- Task
Find the line with "Number of value" in the entries below. Repeat it, every following line, and the line with "new last element.", exactly and with nothing added.

- Dataset entries
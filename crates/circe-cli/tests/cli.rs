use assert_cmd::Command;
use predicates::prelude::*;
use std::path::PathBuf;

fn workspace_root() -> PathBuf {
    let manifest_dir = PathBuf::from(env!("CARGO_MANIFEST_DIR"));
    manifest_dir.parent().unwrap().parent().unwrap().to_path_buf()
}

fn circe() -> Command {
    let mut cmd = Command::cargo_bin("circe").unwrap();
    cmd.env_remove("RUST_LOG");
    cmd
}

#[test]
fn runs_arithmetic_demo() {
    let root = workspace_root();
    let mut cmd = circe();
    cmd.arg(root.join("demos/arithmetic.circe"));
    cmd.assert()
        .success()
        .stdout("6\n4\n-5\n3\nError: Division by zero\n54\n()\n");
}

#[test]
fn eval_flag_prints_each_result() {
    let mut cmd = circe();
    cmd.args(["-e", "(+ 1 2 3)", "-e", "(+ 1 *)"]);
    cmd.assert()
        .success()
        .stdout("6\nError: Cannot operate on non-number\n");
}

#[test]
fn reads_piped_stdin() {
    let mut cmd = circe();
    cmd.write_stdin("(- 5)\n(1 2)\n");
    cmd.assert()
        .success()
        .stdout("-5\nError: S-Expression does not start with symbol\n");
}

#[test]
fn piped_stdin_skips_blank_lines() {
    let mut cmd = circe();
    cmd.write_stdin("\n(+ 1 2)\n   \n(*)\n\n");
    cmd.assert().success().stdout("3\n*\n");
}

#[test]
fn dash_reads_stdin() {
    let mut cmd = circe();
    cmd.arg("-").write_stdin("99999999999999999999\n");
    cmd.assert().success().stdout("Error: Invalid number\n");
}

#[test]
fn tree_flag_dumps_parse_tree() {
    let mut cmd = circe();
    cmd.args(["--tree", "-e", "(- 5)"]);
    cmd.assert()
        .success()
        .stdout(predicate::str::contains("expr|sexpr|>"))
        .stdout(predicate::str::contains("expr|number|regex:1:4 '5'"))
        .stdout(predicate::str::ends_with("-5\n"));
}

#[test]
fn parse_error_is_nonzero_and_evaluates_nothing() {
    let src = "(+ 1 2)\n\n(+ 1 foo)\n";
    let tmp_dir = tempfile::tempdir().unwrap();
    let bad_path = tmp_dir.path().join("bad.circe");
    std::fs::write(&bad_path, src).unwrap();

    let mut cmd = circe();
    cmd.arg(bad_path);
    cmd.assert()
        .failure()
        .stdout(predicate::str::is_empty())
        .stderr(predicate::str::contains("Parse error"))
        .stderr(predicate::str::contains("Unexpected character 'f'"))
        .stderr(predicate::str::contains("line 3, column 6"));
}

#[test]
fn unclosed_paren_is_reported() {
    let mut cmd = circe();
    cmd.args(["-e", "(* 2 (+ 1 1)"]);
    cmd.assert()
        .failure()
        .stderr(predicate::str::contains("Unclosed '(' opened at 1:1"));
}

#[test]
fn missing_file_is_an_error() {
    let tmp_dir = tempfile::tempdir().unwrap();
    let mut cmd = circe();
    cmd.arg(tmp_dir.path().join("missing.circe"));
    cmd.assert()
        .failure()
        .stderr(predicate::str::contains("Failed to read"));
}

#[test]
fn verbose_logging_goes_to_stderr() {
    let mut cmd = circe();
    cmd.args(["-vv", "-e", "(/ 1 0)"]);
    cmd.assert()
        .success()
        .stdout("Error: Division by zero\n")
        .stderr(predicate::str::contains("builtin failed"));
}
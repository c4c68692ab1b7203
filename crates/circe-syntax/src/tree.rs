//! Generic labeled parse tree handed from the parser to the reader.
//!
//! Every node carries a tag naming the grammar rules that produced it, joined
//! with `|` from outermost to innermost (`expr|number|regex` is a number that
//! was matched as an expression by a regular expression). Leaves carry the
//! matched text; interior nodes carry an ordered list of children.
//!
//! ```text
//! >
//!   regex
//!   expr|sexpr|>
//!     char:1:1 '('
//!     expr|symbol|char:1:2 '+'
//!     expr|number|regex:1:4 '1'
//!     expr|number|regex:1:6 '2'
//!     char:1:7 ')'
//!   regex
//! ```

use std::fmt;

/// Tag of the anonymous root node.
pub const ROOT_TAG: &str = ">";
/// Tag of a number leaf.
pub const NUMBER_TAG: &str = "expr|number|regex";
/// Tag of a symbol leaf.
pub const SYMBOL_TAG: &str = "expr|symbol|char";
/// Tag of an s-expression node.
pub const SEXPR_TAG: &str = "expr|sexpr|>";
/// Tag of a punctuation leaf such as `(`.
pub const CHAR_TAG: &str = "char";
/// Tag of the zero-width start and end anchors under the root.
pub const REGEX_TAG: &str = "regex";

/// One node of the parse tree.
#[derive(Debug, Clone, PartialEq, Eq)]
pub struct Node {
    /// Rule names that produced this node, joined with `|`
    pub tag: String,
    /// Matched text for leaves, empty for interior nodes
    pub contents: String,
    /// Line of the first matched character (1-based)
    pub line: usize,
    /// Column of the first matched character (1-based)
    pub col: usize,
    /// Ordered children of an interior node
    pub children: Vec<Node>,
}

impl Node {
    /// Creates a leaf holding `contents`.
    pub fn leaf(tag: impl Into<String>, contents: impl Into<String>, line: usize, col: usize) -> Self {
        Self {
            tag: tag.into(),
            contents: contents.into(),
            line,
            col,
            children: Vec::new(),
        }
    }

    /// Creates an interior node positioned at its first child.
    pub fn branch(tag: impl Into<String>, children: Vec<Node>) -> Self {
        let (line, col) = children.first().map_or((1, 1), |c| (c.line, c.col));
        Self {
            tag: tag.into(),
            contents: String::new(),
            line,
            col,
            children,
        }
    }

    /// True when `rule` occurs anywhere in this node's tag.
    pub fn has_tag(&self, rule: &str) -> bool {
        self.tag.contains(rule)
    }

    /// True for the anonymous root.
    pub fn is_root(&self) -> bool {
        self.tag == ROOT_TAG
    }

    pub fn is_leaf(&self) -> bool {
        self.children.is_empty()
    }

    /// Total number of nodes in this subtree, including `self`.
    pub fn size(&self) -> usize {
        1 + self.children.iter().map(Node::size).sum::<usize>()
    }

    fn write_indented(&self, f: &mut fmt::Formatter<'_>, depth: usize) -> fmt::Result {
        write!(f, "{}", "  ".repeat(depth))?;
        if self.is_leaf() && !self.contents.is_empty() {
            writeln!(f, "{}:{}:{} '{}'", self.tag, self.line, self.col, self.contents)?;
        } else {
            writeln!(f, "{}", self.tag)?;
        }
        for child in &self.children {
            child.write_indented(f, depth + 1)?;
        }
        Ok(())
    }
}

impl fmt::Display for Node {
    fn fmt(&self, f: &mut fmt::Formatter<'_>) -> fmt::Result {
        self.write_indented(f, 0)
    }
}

...

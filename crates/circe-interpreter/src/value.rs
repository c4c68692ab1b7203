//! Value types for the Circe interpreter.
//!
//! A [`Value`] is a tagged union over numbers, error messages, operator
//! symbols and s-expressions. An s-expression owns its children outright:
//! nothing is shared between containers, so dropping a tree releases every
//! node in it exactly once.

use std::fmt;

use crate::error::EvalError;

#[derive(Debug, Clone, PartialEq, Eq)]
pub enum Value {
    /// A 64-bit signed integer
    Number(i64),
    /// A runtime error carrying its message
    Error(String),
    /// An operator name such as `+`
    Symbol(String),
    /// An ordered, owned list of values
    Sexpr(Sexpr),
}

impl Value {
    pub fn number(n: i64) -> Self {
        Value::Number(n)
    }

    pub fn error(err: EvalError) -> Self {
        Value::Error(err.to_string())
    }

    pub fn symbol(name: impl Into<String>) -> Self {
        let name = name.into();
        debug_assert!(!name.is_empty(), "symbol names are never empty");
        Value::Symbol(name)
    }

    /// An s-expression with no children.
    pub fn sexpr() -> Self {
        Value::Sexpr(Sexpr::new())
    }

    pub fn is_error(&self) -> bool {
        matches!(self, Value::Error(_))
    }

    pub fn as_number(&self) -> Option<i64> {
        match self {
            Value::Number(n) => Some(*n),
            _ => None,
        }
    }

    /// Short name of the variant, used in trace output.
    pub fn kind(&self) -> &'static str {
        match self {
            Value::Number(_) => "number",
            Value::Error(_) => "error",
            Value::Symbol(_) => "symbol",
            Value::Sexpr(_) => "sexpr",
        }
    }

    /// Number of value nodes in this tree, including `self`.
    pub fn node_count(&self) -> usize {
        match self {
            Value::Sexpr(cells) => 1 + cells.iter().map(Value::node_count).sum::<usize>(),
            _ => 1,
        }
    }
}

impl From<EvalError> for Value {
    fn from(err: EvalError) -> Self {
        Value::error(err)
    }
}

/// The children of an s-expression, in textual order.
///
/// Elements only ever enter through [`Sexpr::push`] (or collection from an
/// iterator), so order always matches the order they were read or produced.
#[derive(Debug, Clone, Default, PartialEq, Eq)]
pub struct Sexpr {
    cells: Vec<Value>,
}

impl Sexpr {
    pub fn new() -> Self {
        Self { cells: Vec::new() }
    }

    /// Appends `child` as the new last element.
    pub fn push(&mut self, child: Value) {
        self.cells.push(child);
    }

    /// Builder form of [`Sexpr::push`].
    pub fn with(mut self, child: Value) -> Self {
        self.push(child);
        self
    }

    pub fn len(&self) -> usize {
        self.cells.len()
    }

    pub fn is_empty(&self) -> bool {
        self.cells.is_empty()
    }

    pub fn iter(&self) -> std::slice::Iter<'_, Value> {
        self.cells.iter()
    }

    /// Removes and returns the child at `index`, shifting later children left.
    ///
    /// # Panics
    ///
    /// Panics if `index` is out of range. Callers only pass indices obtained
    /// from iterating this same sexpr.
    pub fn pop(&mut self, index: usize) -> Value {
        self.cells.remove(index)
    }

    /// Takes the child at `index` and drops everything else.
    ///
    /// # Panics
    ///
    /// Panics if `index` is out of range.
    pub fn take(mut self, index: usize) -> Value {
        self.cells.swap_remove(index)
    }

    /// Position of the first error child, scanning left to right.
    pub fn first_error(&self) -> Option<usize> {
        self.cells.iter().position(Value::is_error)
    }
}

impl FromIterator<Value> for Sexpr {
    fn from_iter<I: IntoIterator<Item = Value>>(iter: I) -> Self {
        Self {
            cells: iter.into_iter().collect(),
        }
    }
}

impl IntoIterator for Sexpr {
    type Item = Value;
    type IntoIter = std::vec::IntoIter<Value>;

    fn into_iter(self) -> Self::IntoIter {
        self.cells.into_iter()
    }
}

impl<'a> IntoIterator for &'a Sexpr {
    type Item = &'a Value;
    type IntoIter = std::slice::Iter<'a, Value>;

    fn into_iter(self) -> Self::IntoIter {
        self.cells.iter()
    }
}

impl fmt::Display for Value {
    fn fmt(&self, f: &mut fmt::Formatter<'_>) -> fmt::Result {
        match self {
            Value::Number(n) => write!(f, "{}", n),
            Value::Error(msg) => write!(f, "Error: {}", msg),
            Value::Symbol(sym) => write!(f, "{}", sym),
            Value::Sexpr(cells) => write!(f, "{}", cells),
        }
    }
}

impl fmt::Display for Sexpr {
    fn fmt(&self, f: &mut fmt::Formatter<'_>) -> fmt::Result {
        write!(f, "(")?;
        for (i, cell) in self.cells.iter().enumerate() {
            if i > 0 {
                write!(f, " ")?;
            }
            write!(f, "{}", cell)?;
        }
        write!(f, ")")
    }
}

- Result of this task
    /// Number of value nodes in this tree, including `self`.
    pub fn node_count(&self) -> usize {
        match self {
            Value::Sexpr(cells) => 1 + cells.iter().map(Value::node_count).sum::<usize>(),
            _ => 1,
        }
    }
}

impl From<EvalError> for Value {
    fn from(err: EvalError) -> Self {
        Value::error(err)
    }
}

/// The children of an s-expression, in textual order.
///
/// Elements only ever enter through [`Sexpr::push`] (or collection from an
/// iterator), so order always matches the order they were read or produced.
#[derive(Debug, Clone, Default, PartialEq, Eq)]
pub struct Sexpr {
    cells: Vec<Value>,
}

impl Sexpr {
    pub fn new() -> Self {
        Self { cells: Vec::new() }
    }

    /// Appends `child` as the new last element.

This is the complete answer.